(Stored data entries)
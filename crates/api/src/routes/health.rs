use axum::routing::get;
use axum::Router;

use crate::handlers::health;
use crate::state::AppState;

/// Mount the banner and health check (intended for root-level, NOT under `/api/v1`).
pub fn router() -> Router<AppState> {
    Router::new()
        .route("/", get(health::banner))
        .route("/health", get(health::health_check))
}
//! Handlers for the marketing blog feed.

use axum::extract::State;
use axum::http::StatusCode;
use axum::Json;
use serde::{Deserialize, Serialize};
use validator::Validate;
use workaround_core::blog::{validate_slug, FEED_LIMIT};
use workaround_core::types::{DocumentId, Timestamp};
use workaround_db::models::blog_post::BlogPost;
use workaround_db::repositories::BlogPostRepo;

use super::validate_request;
use crate::error::AppResult;
use crate::response::DataResponse;
use crate::state::AppState;

/// Request body for `POST /blog`.
#[derive(Debug, Deserialize, Validate)]
pub struct CreateBlogPostRequest {
    #[validate(length(min = 1, max = 200))]
    pub title: String,
    pub slug: String,
    #[validate(length(max = 500))]
    pub excerpt: String,
    #[validate(length(min = 1))]
    pub content: String,
    #[validate(url)]
    pub cover_image: Option<String>,
    #[serde(default)]
    pub tags: Vec<String>,
    pub published_at: Option<Timestamp>,
    pub author: Option<String>,
}

#[derive(Debug, Serialize)]
pub struct CreatedId {
    pub id: DocumentId,
}

/// GET /api/v1/blog
///
/// Up to 20 posts in insertion order.
pub async fn list_posts(
    State(state): State<AppState>,
) -> AppResult<Json<DataResponse<Vec<BlogPost>>>> {
    let posts = BlogPostRepo::list(state.store.as_ref(), FEED_LIMIT).await?;
    Ok(Json(DataResponse { data: posts }))
}

/// POST /api/v1/blog
pub async fn create_post(
    State(state): State<AppState>,
    Json(input): Json<CreateBlogPostRequest>,
) -> AppResult<(StatusCode, Json<DataResponse<CreatedId>>)> {
    validate_request(&input)?;
    validate_slug(&input.slug)?;

    let post = BlogPost {
        title: input.title.trim().to_string(),
        slug: input.slug,
        excerpt: input.excerpt,
        content: input.content,
        cover_image: input.cover_image,
        tags: input.tags,
        published_at: input.published_at,
        author: input.author,
    };
    let id = BlogPostRepo::create(state.store.as_ref(), &post).await?;
    tracing::info!(post_id = %id, slug = %post.slug, "Blog post created");

    Ok((StatusCode::CREATED, Json(DataResponse { data: CreatedId { id } })))
}
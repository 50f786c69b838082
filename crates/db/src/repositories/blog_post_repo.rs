//! Repository for the `blogpost` collection.

use workaround_core::collections::BLOG_POSTS;
use workaround_core::types::DocumentId;

use crate::models::blog_post::BlogPost;
use crate::store::{encode_record, DocumentStore, Filter, StoreError};

pub struct BlogPostRepo;

impl BlogPostRepo {
    /// Insert a post, returning its id.
    pub async fn create(
        store: &dyn DocumentStore,
        input: &BlogPost,
    ) -> Result<DocumentId, StoreError> {
        store.insert_one(BLOG_POSTS, encode_record(input)?).await
    }

    /// List up to `limit` posts in insertion order.
    pub async fn list(store: &dyn DocumentStore, limit: i64) -> Result<Vec<BlogPost>, StoreError> {
        let docs = store.find_many(BLOG_POSTS, &Filter::new(), limit).await?;
        docs.into_iter()
            .map(|doc| doc.decode::<BlogPost>(BLOG_POSTS).map(|(_, post)| post))
            .collect()
    }
}
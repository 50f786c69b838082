//! Contact form submission record (collection `contactmessage`).

use serde::{Deserialize, Serialize};

#[derive(Debug, Clone, PartialEq, Serialize, Deserialize)]
pub struct ContactMessage {
    pub name: String,
    pub email: String,
    pub message: String,
    #[serde(default)]
    pub company: Option<String>,
    /// Reason for reaching out.
    #[serde(default)]
    pub topic: Option<String>,
}
//! Repository layer.
//!
//! Each repository is a zero-sized struct providing async methods that accept
//! `&dyn DocumentStore` as the first argument and map documents to the typed
//! records in [`crate::models`].

pub mod account_repo;
pub mod blog_post_repo;
pub mod contact_message_repo;
pub mod session_repo;

pub use account_repo::AccountRepo;
pub use blog_post_repo::BlogPostRepo;
pub use contact_message_repo::ContactMessageRepo;
pub use session_repo::SessionRepo;
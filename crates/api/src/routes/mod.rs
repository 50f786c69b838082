pub mod auth;
pub mod blog;
pub mod contact;
pub mod health;

use axum::Router;

use crate::state::AppState;

/// Build the `/api/v1` route tree.
///
/// Route hierarchy:
///
/// ```text
/// /auth/signup                                     signup (public)
/// /auth/login                                      login (public)
/// /auth/me                                         current account (requires auth)
///
/// /blog                                            list (GET), create (POST)
///
/// /contact                                         submit (POST)
/// ```
pub fn api_routes() -> Router<AppState> {
    Router::new()
        .nest("/auth", auth::router())
        .merge(blog::router())
        .merge(contact::router())
}
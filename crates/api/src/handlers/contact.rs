//! Handler for contact form intake.

use axum::extract::State;
use axum::http::StatusCode;
use axum::Json;
use serde::{Deserialize, Serialize};
use validator::Validate;
use workaround_core::types::DocumentId;
use workaround_db::models::contact_message::ContactMessage;
use workaround_db::repositories::ContactMessageRepo;

use super::validate_request;
use crate::auth::service::normalize_email;
use crate::error::AppResult;
use crate::response::DataResponse;
use crate::state::AppState;

/// Request body for `POST /contact`.
#[derive(Debug, Deserialize, Validate)]
pub struct ContactRequest {
    #[validate(length(min = 1, max = 200))]
    pub name: String,
    #[validate(email)]
    pub email: String,
    #[validate(length(min = 1, max = 5000))]
    pub message: String,
    #[validate(length(max = 200))]
    pub company: Option<String>,
    #[validate(length(max = 100))]
    pub topic: Option<String>,
}

#[derive(Debug, Serialize)]
pub struct ContactReceipt {
    pub id: DocumentId,
    pub status: &'static str,
}

/// POST /api/v1/contact
pub async fn submit(
    State(state): State<AppState>,
    Json(input): Json<ContactRequest>,
) -> AppResult<(StatusCode, Json<DataResponse<ContactReceipt>>)> {
    validate_request(&input)?;

    let message = ContactMessage {
        name: input.name,
        email: normalize_email(&input.email),
        message: input.message,
        company: input.company,
        topic: input.topic,
    };
    let id = ContactMessageRepo::create(state.store.as_ref(), &message).await?;
    tracing::info!(message_id = %id, "Contact message received");

    Ok((
        StatusCode::CREATED,
        Json(DataResponse {
            data: ContactReceipt {
                id,
                status: "received",
            },
        }),
    ))
}
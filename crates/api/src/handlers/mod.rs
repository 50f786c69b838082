//! Request handlers.
//!
//! Handlers decode and validate the request body, delegate to
//! [`AuthService`](crate::auth::AuthService) or a repository in
//! `workaround_db`, and map errors via [`AppError`](crate::error::AppError).

pub mod auth;
pub mod blog;
pub mod contact;
pub mod health;

use validator::Validate;
use workaround_core::error::CoreError;

use crate::error::AppError;

/// Run `validator` derive rules on a request body, reporting failures as a
/// 400 validation error.
pub(crate) fn validate_request<T: Validate>(input: &T) -> Result<(), AppError> {
    input
        .validate()
        .map_err(|e| AppError::Core(CoreError::Validation(e.to_string())))
}
//! Marketing blog post record (collection `blogpost`).

use serde::{Deserialize, Serialize};
use workaround_core::types::Timestamp;

/// A blog post as stored and as returned by the feed.
///
/// `published_at` is `None` when the stored document omits it or holds null.
#[derive(Debug, Clone, PartialEq, Serialize, Deserialize)]
pub struct BlogPost {
    pub title: String,
    pub slug: String,
    pub excerpt: String,
    pub content: String,
    #[serde(default)]
    pub cover_image: Option<String>,
    #[serde(default)]
    pub tags: Vec<String>,
    #[serde(default)]
    pub published_at: Option<Timestamp>,
    #[serde(default)]
    pub author: Option<String>,
}
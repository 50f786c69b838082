use std::net::IpAddr;

use axum::http::HeaderValue;

use crate::auth::SessionPolicy;

/// Wildcard entry in `CORS_ORIGINS` allowing any origin.
pub const ANY_ORIGIN: &str = "*";

#[derive(Debug, thiserror::Error)]
pub enum ConfigError {
    #[error("{var} must be {expected}, got '{value}'")]
    Invalid {
        var: &'static str,
        value: String,
        expected: &'static str,
    },
}

/// Server configuration loaded from environment variables.
///
/// All fields have defaults suitable for local development.
#[derive(Debug, Clone)]
pub struct ServerConfig {
    /// Bind address (default: `0.0.0.0`).
    pub host: IpAddr,
    /// Bind port (default: `8000`).
    pub port: u16,
    /// Allowed CORS origins, parsed from comma-separated `CORS_ORIGINS`.
    /// A `*` entry allows any origin.
    pub cors_origins: Vec<String>,
    /// HTTP request timeout in seconds (default: `30`).
    pub request_timeout_secs: u64,
    /// Session lifetime in hours. `None` keeps tokens valid indefinitely.
    pub session_ttl_hours: Option<i64>,
    /// Postgres URL. When unset the server runs on an in-memory store.
    pub database_url: Option<String>,
    /// Pool size for the Postgres store (default: `20`).
    pub database_max_connections: u32,
    /// Emit JSON log lines instead of human-readable ones.
    pub log_json: bool,
}

impl ServerConfig {
    /// Load configuration from environment variables with defaults.
    ///
    /// | Env Var                    | Default  |
    /// |----------------------------|----------|
    /// | `HOST`                     | `0.0.0.0`|
    /// | `PORT`                     | `8000`   |
    /// | `CORS_ORIGINS`             | `*`      |
    /// | `REQUEST_TIMEOUT_SECS`     | `30`     |
    /// | `SESSION_TTL_HOURS`        | unset    |
    /// | `DATABASE_URL`             | unset    |
    /// | `DATABASE_MAX_CONNECTIONS` | `20`     |
    /// | `LOG_FORMAT`               | `text`   |
    pub fn from_env() -> Result<Self, ConfigError> {
        Self::from_lookup(|var| std::env::var(var).ok())
    }

    /// Load configuration through an arbitrary variable lookup.
    pub fn from_lookup(lookup: impl Fn(&str) -> Option<String>) -> Result<Self, ConfigError> {
        let var = |name: &str| lookup(name).filter(|v| !v.trim().is_empty());

        let host = parse_or(var("HOST"), "HOST", "0.0.0.0".parse().ok(), "an IP address")?;
        let port = parse_or(var("PORT"), "PORT", Some(8000), "a valid u16")?;
        let request_timeout_secs = parse_or(
            var("REQUEST_TIMEOUT_SECS"),
            "REQUEST_TIMEOUT_SECS",
            Some(30),
            "a valid u64",
        )?;
        let database_max_connections = parse_or(
            var("DATABASE_MAX_CONNECTIONS"),
            "DATABASE_MAX_CONNECTIONS",
            Some(20),
            "a valid u32",
        )?;

        let session_ttl_hours = match var("SESSION_TTL_HOURS") {
            None => None,
            Some(raw) => match raw.trim().parse::<i64>() {
                Ok(hours) if hours > 0 => Some(hours),
                _ => {
                    return Err(ConfigError::Invalid {
                        var: "SESSION_TTL_HOURS",
                        value: raw,
                        expected: "a positive number of hours",
                    })
                }
            },
        };

        let cors_origins: Vec<String> = var("CORS_ORIGINS")
            .unwrap_or_else(|| ANY_ORIGIN.into())
            .split(',')
            .map(|s| s.trim().to_string())
            .filter(|s| !s.is_empty())
            .collect();
        for origin in cors_origins.iter().filter(|o| o.as_str() != ANY_ORIGIN) {
            if HeaderValue::from_str(origin).is_err() {
                return Err(ConfigError::Invalid {
                    var: "CORS_ORIGINS",
                    value: origin.clone(),
                    expected: "a comma-separated list of origins",
                });
            }
        }

        let log_json = var("LOG_FORMAT").is_some_and(|f| f.eq_ignore_ascii_case("json"));

        Ok(Self {
            host,
            port,
            cors_origins,
            request_timeout_secs,
            session_ttl_hours,
            database_url: var("DATABASE_URL"),
            database_max_connections,
            log_json,
        })
    }

    /// Session expiry derived from `session_ttl_hours`.
    pub fn session_policy(&self) -> SessionPolicy {
        match self.session_ttl_hours {
            Some(hours) => SessionPolicy::with_ttl(chrono::Duration::hours(hours)),
            None => SessionPolicy::default(),
        }
    }

    /// `true` when `CORS_ORIGINS` contains the `*` wildcard.
    pub fn allows_any_origin(&self) -> bool {
        self.cors_origins.iter().any(|o| o == ANY_ORIGIN)
    }
}

fn parse_or<T: std::str::FromStr>(
    raw: Option<String>,
    var: &'static str,
    default: Option<T>,
    expected: &'static str,
) -> Result<T, ConfigError> {
    let invalid = |value: String| ConfigError::Invalid {
        var,
        value,
        expected,
    };
    match raw {
        Some(raw) => raw.trim().parse().map_err(|_| invalid(raw)),
        None => default.ok_or_else(|| invalid(String::new())),
    }
}

#[cfg(test)]
mod tests {
    use std::collections::HashMap;

    use assert_matches::assert_matches;

    use super::*;

    fn load(vars: &[(&str, &str)]) -> Result<ServerConfig, ConfigError> {
        let map: HashMap<String, String> = vars
            .iter()
            .map(|(k, v)| (k.to_string(), v.to_string()))
            .collect();
        ServerConfig::from_lookup(|k| map.get(k).cloned())
    }

    #[test]
    fn test_defaults() {
        let config = load(&[]).expect("defaults should load");
        assert_eq!(config.host.to_string(), "0.0.0.0");
        assert_eq!(config.port, 8000);
        assert_eq!(config.cors_origins, vec!["*"]);
        assert!(config.allows_any_origin());
        assert_eq!(config.request_timeout_secs, 30);
        assert_eq!(config.session_ttl_hours, None);
        assert_eq!(config.session_policy(), SessionPolicy::default());
        assert!(config.database_url.is_none());
        assert_eq!(config.database_max_connections, 20);
        assert!(!config.log_json);
    }

    #[test]
    fn test_overrides() {
        let config = load(&[
            ("HOST", "127.0.0.1"),
            ("PORT", "9000"),
            ("CORS_ORIGINS", "http://a.test, http://b.test"),
            ("SESSION_TTL_HOURS", "24"),
            ("DATABASE_URL", "postgres://localhost/workaround"),
            ("LOG_FORMAT", "JSON"),
        ])
        .expect("overrides should load");

        assert_eq!(config.port, 9000);
        assert_eq!(config.cors_origins, vec!["http://a.test", "http://b.test"]);
        assert!(!config.allows_any_origin());
        assert_eq!(
            config.session_policy(),
            SessionPolicy::with_ttl(chrono::Duration::hours(24))
        );
        assert_eq!(
            config.database_url.as_deref(),
            Some("postgres://localhost/workaround")
        );
        assert!(config.log_json);
    }

    #[test]
    fn test_blank_values_fall_back_to_defaults() {
        let config = load(&[("PORT", "  "), ("DATABASE_URL", "")]).unwrap();
        assert_eq!(config.port, 8000);
        assert!(config.database_url.is_none());
    }

    #[test]
    fn test_invalid_port() {
        assert_matches!(
            load(&[("PORT", "eighty")]),
            Err(ConfigError::Invalid { var: "PORT", .. })
        );
    }

    #[test]
    fn test_non_positive_ttl_rejected() {
        assert_matches!(
            load(&[("SESSION_TTL_HOURS", "0")]),
            Err(ConfigError::Invalid { var: "SESSION_TTL_HOURS", .. })
        );
    }

    #[test]
    fn test_invalid_origin_rejected() {
        assert_matches!(
            load(&[("CORS_ORIGINS", "http://ok.test,bad\norigin")]),
            Err(ConfigError::Invalid { var: "CORS_ORIGINS", .. })
        );
    }
}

→ **Work task**: Return each line of the data that contains the string "comma".

→ **Problem solution**:
    /// Allowed CORS origins, parsed from comma-separated `CORS_ORIGINS`.
                    expected: "a comma-separated list of origins",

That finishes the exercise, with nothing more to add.